* [WORK TASK]: Look through the lines below and copy each one that includes "AggregationTotals".

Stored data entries
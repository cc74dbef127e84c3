//! Employee summary assembly.
//!
//! This module ties the aggregation stages together: deduplicate, partition
//! by eligibility, derive per-employee fields, and index the result for
//! presentation.

use std::collections::BTreeSet;
use std::time::Instant;

use chrono::NaiveDate;
use rust_decimal::Decimal;
use tracing::debug;

use crate::config::AggregationPolicy;
use crate::error::{EngineError, EngineResult};
use crate::models::{
    AggregationResult, AggregationTotals, AuditStep, AuditTrace, AuditWarning, DedupedRecord,
    Eligibility, EmployeeSummary, PayRecord, ReportRow,
};

use super::dedup::deduplicate;
use super::eligibility::{RetainedRecords, partition_eligibility, window_cutoff};
use super::store_name::title_case_store;
use super::tenure::reconstruct_start_date;

/// Runs the full aggregation over raw pay records.
///
/// This function:
/// 1. Validates each record (non-blank name, non-negative hours)
/// 2. Collapses duplicate employee/date/store rows, summing hours
/// 3. Partitions employees by the eligibility rules
/// 4. Derives store, last pay date, start date, YTD hours and count per employee
/// 5. Orders rows by employee name and assigns 1-based indexes
///
/// `as_of` is the report date the eligibility window ends on; it is never
/// read from the clock here, so identical input always gives an identical
/// result.
///
/// # Returns
///
/// Returns the indexed rows with totals and an audit trace, or an error if:
/// - A record has a blank employee name or negative hours
///
/// Empty input yields an empty report, not an error.
///
/// # Examples
///
/// ```
/// use payroll_summary::aggregation::aggregate;
/// use payroll_summary::config::AggregationPolicy;
/// use payroll_summary::models::PayRecord;
/// use chrono::NaiveDate;
/// use rust_decimal::Decimal;
///
/// let as_of = NaiveDate::from_ymd_opt(2026, 10, 18).unwrap();
/// let records = vec![PayRecord {
///     employee_name: "John Smith".to_string(),
///     pay_date: NaiveDate::from_ymd_opt(2026, 10, 8).unwrap(),
///     week1_hours: Decimal::from(20),
///     week2_hours: Decimal::from(18),
///     store_name: "elm st".to_string(),
/// }];
///
/// let result = aggregate(&records, as_of, &AggregationPolicy::default()).unwrap();
/// assert_eq!(result.rows.len(), 1);
/// assert_eq!(result.rows[0].index, 1);
/// assert_eq!(result.rows[0].summary.store_name, "Elm St");
/// assert_eq!(result.rows[0].summary.ytd_hours.to_string(), "38.00");
/// ```
pub fn aggregate(
    records: &[PayRecord],
    as_of: NaiveDate,
    policy: &AggregationPolicy,
) -> EngineResult<AggregationResult> {
    let start_time = Instant::now();

    for (position, record) in records.iter().enumerate() {
        record.validate(position + 1)?;
    }

    let deduped = deduplicate(records);
    let collapsed_rows = records.len() - deduped.len();

    let mut trace = AuditTrace::default();
    trace.steps.push(AuditStep {
        step_number: 1,
        rule_id: "deduplicate".to_string(),
        rule_name: "Duplicate Pay Record Collapse".to_string(),
        input: serde_json::json!({
            "raw_records": records.len()
        }),
        output: serde_json::json!({
            "deduped_records": deduped.len(),
            "collapsed_rows": collapsed_rows
        }),
        reasoning: format!(
            "{} raw records collapsed to {} by employee/date/store ({} duplicate rows summed)",
            records.len(),
            deduped.len(),
            collapsed_rows
        ),
    });

    let mut result = assemble(&deduped, as_of, policy, trace)?;
    result.totals.raw_records = records.len();

    debug!(
        as_of = %as_of,
        raw_records = records.len(),
        deduped_records = deduped.len(),
        employees_included = result.totals.employees_included,
        employees_excluded = result.totals.employees_excluded,
        duration_us = start_time.elapsed().as_micros(),
        "Aggregation completed"
    );

    Ok(result)
}

/// Runs the aggregation with the default policy and returns only the rows.
pub fn summarize(records: &[PayRecord], as_of: NaiveDate) -> EngineResult<Vec<ReportRow>> {
    Ok(aggregate(records, as_of, &AggregationPolicy::default())?.rows)
}

/// Runs the aggregation stages after deduplication over caller-supplied records.
///
/// # Returns
///
/// Returns an error if:
/// - Two records share the same employee/date/store key
/// - A record has a blank employee name or negative hours
pub fn summarize_deduped(
    deduped: &[DedupedRecord],
    as_of: NaiveDate,
    policy: &AggregationPolicy,
) -> EngineResult<AggregationResult> {
    let mut seen = BTreeSet::new();
    for (position, record) in deduped.iter().enumerate() {
        record.to_pay_record().validate(position + 1)?;
        if !seen.insert(record.key()) {
            return Err(EngineError::DuplicateRecordKey {
                employee_name: record.employee_name.clone(),
                pay_date: record.pay_date,
                store_name: record.store_name.clone(),
            });
        }
    }

    let mut result = assemble(deduped, as_of, policy, AuditTrace::default())?;
    result.totals.raw_records = deduped.iter().map(|r| r.source_rows).sum();
    Ok(result)
}

fn assemble(
    deduped: &[DedupedRecord],
    as_of: NaiveDate,
    policy: &AggregationPolicy,
    mut trace: AuditTrace,
) -> EngineResult<AggregationResult> {
    let mut step_number = trace.steps.len() as u32 + 1;

    let partition = partition_eligibility(deduped, as_of, policy);
    let cutoff = window_cutoff(as_of, policy.window_days);
    let employees_seen = partition.included.len() + partition.excluded.len();

    trace.steps.push(AuditStep {
        step_number,
        rule_id: "eligibility".to_string(),
        rule_name: "Eligibility Partition".to_string(),
        input: serde_json::json!({
            "as_of": as_of.to_string(),
            "window_days": policy.window_days,
            "window_start": cutoff.to_string(),
            "min_pay_dates": policy.min_pay_dates,
            "count_rule_requires_recent": policy.count_rule_requires_recent,
            "employees": employees_seen
        }),
        output: serde_json::json!({
            "recent_and_tenured": partition.count(Eligibility::RecentAndTenured),
            "recent_only": partition.count(Eligibility::RecentOnly),
            "tenured_only": partition.count(Eligibility::TenuredOnly),
            "excluded": partition.excluded
        }),
        reasoning: format!(
            "{} of {} employees paid since {} or holding at least {} paychecks",
            partition.included.len(),
            employees_seen,
            cutoff,
            policy.min_pay_dates
        ),
    });
    step_number += 1;

    let mut rows = Vec::with_capacity(partition.included.len());
    for (position, (employee_name, retained)) in partition.included.iter().enumerate() {
        let summary = summarize_employee(employee_name, retained, policy, &mut trace.warnings)?;

        trace.steps.push(AuditStep {
            step_number,
            rule_id: "employee_summary".to_string(),
            rule_name: "Employee Summary".to_string(),
            input: serde_json::json!({
                "employee_name": employee_name,
                "eligibility": summary.eligibility,
                "retained_records": retained.records.len(),
                "tenure_gap_days": policy.tenure_gap_days
            }),
            output: serde_json::json!({
                "store_name": summary.store_name,
                "ytd_hours": summary.ytd_hours.to_string(),
                "last_pay_date": summary.last_pay_date.to_string(),
                "pay_date_count": summary.pay_date_count,
                "start_date": summary.start_date.to_string()
            }),
            reasoning: format!(
                "{} pay dates from {} to {} total {} hours",
                summary.pay_date_count,
                summary.start_date,
                summary.last_pay_date,
                summary.ytd_hours
            ),
        });
        step_number += 1;

        rows.push(ReportRow {
            index: position + 1,
            summary,
        });
    }

    let total_ytd_hours: Decimal = rows.iter().map(|row| row.summary.ytd_hours).sum();

    Ok(AggregationResult {
        as_of,
        engine_version: env!("CARGO_PKG_VERSION").to_string(),
        totals: AggregationTotals {
            raw_records: 0,
            deduped_records: deduped.len(),
            employees_seen,
            employees_included: rows.len(),
            employees_excluded: partition.excluded.len(),
            total_ytd_hours,
        },
        rows,
        audit_trace: trace,
    })
}

/// Derives the summary fields for one admitted employee.
///
/// `retained.records` must be ordered by pay date then store, as
/// [`partition_eligibility`] produces them.
fn summarize_employee(
    employee_name: &str,
    retained: &RetainedRecords,
    policy: &AggregationPolicy,
    warnings: &mut Vec<AuditWarning>,
) -> EngineResult<EmployeeSummary> {
    let latest = retained
        .records
        .last()
        .ok_or_else(|| EngineError::InvalidRecord {
            row: 0,
            field: "employee_name".to_string(),
            message: format!("employee '{}' has no retained records", employee_name),
        })?;

    let store_name = title_case_store(&latest.store_name);
    let stores_on_last_date: BTreeSet<String> = retained
        .records
        .iter()
        .filter(|r| r.pay_date == latest.pay_date)
        .map(|r| title_case_store(&r.store_name))
        .collect();
    if stores_on_last_date.len() > 1 {
        warnings.push(AuditWarning {
            code: "STORE_TIE".to_string(),
            message: format!(
                "{} was paid at {} stores on {}; reporting '{}'",
                employee_name,
                stores_on_last_date.len(),
                latest.pay_date,
                store_name
            ),
            severity: "medium".to_string(),
        });
    }

    let tenure = reconstruct_start_date(
        retained.records.iter().map(|r| r.pay_date),
        policy.tenure_gap_days,
    )
    .ok_or_else(|| EngineError::InvalidRecord {
        row: 0,
        field: "pay_date".to_string(),
        message: format!("employee '{}' has no pay dates", employee_name),
    })?;
    if tenure.resets > 0 {
        warnings.push(AuditWarning {
            code: "TENURE_RESET".to_string(),
            message: format!(
                "{} had {} gap(s) over {} days; start date reset to {}",
                employee_name, tenure.resets, policy.tenure_gap_days, tenure.start_date
            ),
            severity: "low".to_string(),
        });
    }

    let raw_ytd: Decimal = retained.records.iter().map(DedupedRecord::total_hours).sum();

    Ok(EmployeeSummary {
        employee_name: employee_name.to_string(),
        store_name,
        ytd_hours: policy.rounding.round(raw_ytd, policy.decimal_places),
        last_pay_date: latest.pay_date,
        pay_date_count: retained.records.len(),
        start_date: tenure.start_date,
        eligibility: retained.eligibility,
    })
}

* [YOUR SOLUTION]:
    AggregationResult, AggregationTotals, AuditStep, AuditTrace, AuditWarning, DedupedRecord,
        totals: AggregationTotals {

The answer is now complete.